我有这样的XML
<?xml version="1.0" encoding="UTF-8" standalone="yes"?>
<data-set>
<record>
<TARIH>data</TARIH>
<GUNLER>data</GUNLER>
<YEMEK1>data</YEMEK1>
<YEMEK2>data</YEMEK2>
</record>
<record>
<TARIH>data</TARIH>
<GUNLER>data</GUNLER>
<YEMEK1>data</YEMEK1>
<YEMEK2>data</YEMEK2>
</record>
</data-set>
我想用Java中的JAXB解析它。

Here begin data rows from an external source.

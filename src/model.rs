use serde::{Deserialize, Serialize};

#[derive(Debug, Clone, Copy, PartialEq, Eq, Serialize, Deserialize)]
#[serde(rename_all = "lowercase")]
pub enum ReportKind {
    Text,
    Pdf,
}

impl ReportKind {
    pub fn as_str(self) -> &'static str {
        match self {
            Self::Text => "text",
            Self::Pdf => "pdf",
        }
    }
}

#[derive(Debug, Clone, Serialize, Deserialize)]
pub struct ReportEntry {
    pub filename: String,
    pub kind: ReportKind,
    pub sha256: String,
}

#[derive(Debug, Clone, Serialize, Deserialize)]
pub struct ReportInventoryManifest {
    pub manifest_version: u32,
    pub generated_at: String,
    pub source_directory: String,
    pub report_count: usize,
    pub reports: Vec<ReportEntry>,
}

#[derive(Debug, Clone, Serialize)]
pub struct ToolVersions {
    pub rustc: String,
    pub cargo: String,
    pub pdftotext: String,
}

#[derive(Debug, Clone, Serialize)]
pub struct IngestPaths {
    pub cache_root: String,
    pub reports_dir: String,
    pub manifest_dir: String,
    pub inventory_manifest_path: String,
    pub db_path: String,
}

#[derive(Debug, Clone, Default, Serialize)]
pub struct IngestCounts {
    pub report_count: usize,
    pub processed_report_count: usize,
    pub skipped_report_count: usize,
    pub markets_seeded: usize,
    pub schedule_events_upserted: usize,
    pub results_upserted: usize,
    pub class_rows_upserted: usize,
    pub unmatched_market_count: usize,
    pub schedule_total: i64,
    pub results_total: i64,
}

#[derive(Debug, Clone, Serialize)]
pub struct IngestRunManifest {
    pub manifest_version: u32,
    pub run_id: String,
    pub db_schema_version: String,
    pub status: String,
    pub started_at: String,
    pub updated_at: String,
    pub command: String,
    pub tool_versions: ToolVersions,
    pub paths: IngestPaths,
    pub counts: IngestCounts,
    pub source_hashes: Vec<ReportEntry>,
    pub warnings: Vec<String>,
    pub notes: Vec<String>,
}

这是我的DataSet类。
@XmlRootElement(name="data-set")
@XmlAccessorType(XmlAccessType.FIELD)
public class DataSet {
@XmlElement(name="record")
private List<Record> records = null;
public List<Record> getRecords(){
return records;
}
public void setRecords(List<Record> records){
this.records = records;
}
}
这是我的记录课。
@XmlRootElement(name="record")
@XmlAccessorType(XmlAccessType.FIELD)
public class Record {
String TARIH,GUNLER,YEMEK1,ANAYEMEK1,ANAYEMEK2,YEMEK3,YEMEK4,SALATBAR1,SALATBAR2,SALATBAR3,SALATBAR4,SALATBAR5;
//getters and setters//
我尝试这样的事情。
public class Main {
public static void main(String[] args) throws JAXBException {
File file = new File("C:/Users/EMRE/Desktop/YEMEKHANE DATABASE/morning.xml");
JAXBContext jaxbcontext = JAXBContext.newInstance(Record.class);
Unmarshaller jaxbunmarshaller = jaxbcontext.createUnmarshaller();
Record record = (Record)jaxbunmarshaller.unmarshal(file);
System.out.println(record.getTARIH());
}
}
我遇到这样的错误。
Exception in thread "main" javax.xml.bind.UnmarshalException: unexpected element (uri:"", local:"data-set"). Expected elements are <{}record>
我怎样才能解决这个问题?谢谢。
最佳答案
使用DataSet
类创建上下文。
JAXBContext jaxbcontext = JAXBContext.newInstance(DataSet.class);
也许您还需要添加
Record
(不确定):@XmlSeeAlso({Record.class})
public class DataSet {...}
但是我认为即使没有它也可能会起作用。
或者,您可以执行以下操作:
JAXBContext jaxbcontext = JAXBContext.newInstance(DataSet.class, Record.class);
还有其他一些基于软件包名称的context path替代方案。如果您手动编写类,不是那么简单。